Javert thinks he has committed an unpardonable offense in believing that the respected Mayor Monsieur Madeleine is Jean Valjean, the escaped convict whom he has sought for years to bring to justice. In Javert’s mind, he himself must be punished. He visits Monsieur Madeleine and confesses his previous belief, declaring that he now knows he was wrong.

 

“Monsieur Mayor, there is one more thing to which I desire to call your attention.”
“What is it?”
“It is that I ought to be dismissed.”
Monsieur Madeleine arose. “Javert, you are a man of honour and I esteem you. You exaggerate your fault. I desire you to keep your place.”
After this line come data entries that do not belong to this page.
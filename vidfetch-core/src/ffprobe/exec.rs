use std::path::Path;
use std::process::Command;
use std::time::Duration;

use serde_json::Value;

use crate::command::{is_tool_available, run_command_with_timeout};
use crate::error::{CoreError, CoreResult};

/// FFprobe command executor
pub struct FFprobe;

impl FFprobe {
    /// Execute ffprobe against a file and return its JSON output.
    ///
    /// Requests quiet, JSON-formatted format and stream information. The
    /// invocation is bounded by `timeout`; a hung probe is killed.
    pub fn execute<P: AsRef<Path>>(input_path: P, timeout: Duration) -> CoreResult<Value> {
        let path = input_path.as_ref();

        if !path.exists() {
            return Err(CoreError::MediaFile(format!("File not found: {:?}", path)));
        }

        let mut cmd = Command::new("ffprobe");
        cmd.args([
            "-v",
            "quiet",
            "-print_format",
            "json",
            "-show_format",
            "-show_streams",
        ])
        .arg(path);

        let output = run_command_with_timeout(&mut cmd, timeout)?;

        serde_json::from_slice(&output.stdout)
            .map_err(|e| CoreError::JsonParse(format!("Failed to parse ffprobe output: {}", e)))
    }

    /// Check if ffprobe is available on the system
    pub fn is_available() -> bool {
        is_tool_available("ffprobe")
    }
}
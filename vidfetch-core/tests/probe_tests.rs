// vidfetch-core/tests/probe_tests.rs

use serde_json::json;
use vidfetch_core::VideoMetadata;

fn full_fixture() -> serde_json::Value {
    // Shape matches `ffprobe -print_format json -show_format -show_streams`:
    // numeric format fields arrive as strings.
    json!({
        "streams": [
            {
                "index": 0,
                "codec_type": "video",
                "codec_name": "h264",
                "width": 1920,
                "height": 1080,
                "r_frame_rate": "30000/1001"
            },
            {
                "index": 1,
                "codec_type": "audio",
                "codec_name": "aac",
                "channels": 2,
                "sample_rate": "48000"
            }
        ],
        "format": {
            "format_name": "mov,mp4,m4a,3gp,3g2,mj2",
            "duration": "10.500000",
            "size": "1048576",
            "bit_rate": "800000"
        }
    })
}

#[test]
fn test_from_json_extracts_all_fields() {
    let info = VideoMetadata::from_json("sample.mp4".to_string(), 0, &full_fixture());

    assert_eq!(info.filename, "sample.mp4");
    assert_eq!(info.file_size, 1048576); // Declared format size wins
    assert_eq!(info.duration, Some(10.5));
    assert_eq!(info.format_name.as_deref(), Some("mov,mp4,m4a,3gp,3g2,mj2"));
    assert_eq!(info.bitrate, Some(800000));
    assert_eq!(info.resolution(), Some((1920, 1080)));
    assert_eq!(info.video_codec.as_deref(), Some("h264"));
    assert_eq!(info.frame_rate.as_deref(), Some("30000/1001"));
    assert_eq!(info.audio_codec.as_deref(), Some("aac"));
    assert_eq!(info.audio_channels, Some(2));
    assert_eq!(info.sample_rate, Some(48000));
}

#[test]
fn test_first_stream_of_each_kind_is_selected() {
    let fixture = json!({
        "streams": [
            { "codec_type": "audio", "codec_name": "opus", "channels": 6, "sample_rate": "44100" },
            { "codec_type": "video", "codec_name": "vp9", "width": 640, "height": 360, "r_frame_rate": "24/1" },
            { "codec_type": "video", "codec_name": "h264", "width": 1920, "height": 1080, "r_frame_rate": "60/1" },
            { "codec_type": "audio", "codec_name": "aac", "channels": 2, "sample_rate": "48000" }
        ],
        "format": { "duration": "5.0" }
    });

    let info = VideoMetadata::from_json("multi.mkv".to_string(), 42, &fixture);

    // First video stream and first audio stream in output order win.
    assert_eq!(info.video_codec.as_deref(), Some("vp9"));
    assert_eq!(info.resolution(), Some((640, 360)));
    assert_eq!(info.audio_codec.as_deref(), Some("opus"));
    assert_eq!(info.audio_channels, Some(6));
}

#[test]
fn test_missing_audio_stream_leaves_audio_fields_unset() {
    let fixture = json!({
        "streams": [
            { "codec_type": "video", "codec_name": "h264", "width": 1280, "height": 720, "r_frame_rate": "25/1" }
        ],
        "format": { "duration": "3.0", "size": "2048" }
    });

    let info = VideoMetadata::from_json("silent.mp4".to_string(), 0, &fixture);

    assert!(info.audio_codec.is_none());
    assert!(info.audio_channels.is_none());
    assert!(info.sample_rate.is_none());
    assert_eq!(info.video_codec.as_deref(), Some("h264"));
}

#[test]
fn test_missing_video_stream_leaves_video_fields_unset() {
    let fixture = json!({
        "streams": [
            { "codec_type": "audio", "codec_name": "mp3", "channels": 2, "sample_rate": "44100" }
        ],
        "format": { "duration": "180.0" }
    });

    let info = VideoMetadata::from_json("audio_only.mp4".to_string(), 99, &fixture);

    assert!(info.resolution().is_none());
    assert!(info.video_codec.is_none());
    assert!(info.frame_rate.is_none());
    assert_eq!(info.audio_codec.as_deref(), Some("mp3"));
    assert_eq!(info.file_size, 99); // No declared size, fallback survives
}

#[test]
fn test_empty_output_keeps_fallback_size() {
    let info = VideoMetadata::from_json("odd.mp4".to_string(), 7, &json!({}));

    assert_eq!(info.filename, "odd.mp4");
    assert_eq!(info.file_size, 7);
    assert!(info.duration.is_none());
    assert!(info.format_name.is_none());
}

#[test]
fn test_basic_record_has_only_filename_and_size() -> Result<(), Box<dyn std::error::Error>> {
    let dir = tempfile::tempdir()?;
    let path = dir.path().join("clip.mp4");
    std::fs::write(&path, b"0123456789")?;

    let info = VideoMetadata::basic(&path)?;

    let expected = VideoMetadata {
        filename: "clip.mp4".to_string(),
        file_size: 10,
        ..VideoMetadata::default()
    };
    assert_eq!(info, expected);

    Ok(())
}

#[test]
fn test_basic_record_missing_file_is_an_error() {
    let result = VideoMetadata::basic(std::path::Path::new("surely/not/here.mp4"));
    assert!(result.is_err());
}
Javert looked at Monsieur Madeleine with his calm eyes, in whose depths it seemed that one beheld his conscience, unenlightened, but stern and pure, and said in a tranquil voice, “Monsieur Mayor, I cannot agree to that. As to exaggerating, I do not exaggerate. This is the way I reason. I have unjustly suspected you. That is nothing. It is our province to suspect, although it may be an abuse of our right to suspect our superiors. But without proofs and in a fit of anger, with revenge as my aim, I denounced you as a convict—you, a respectable man, a mayor and a magistrate. This is a serious matter, very serious. I have committed an offence against authority in your person, I who am the agent of authority. If one of my subordinates had done what I have, I would have pronounced him unworthy of the service, and sent him away.”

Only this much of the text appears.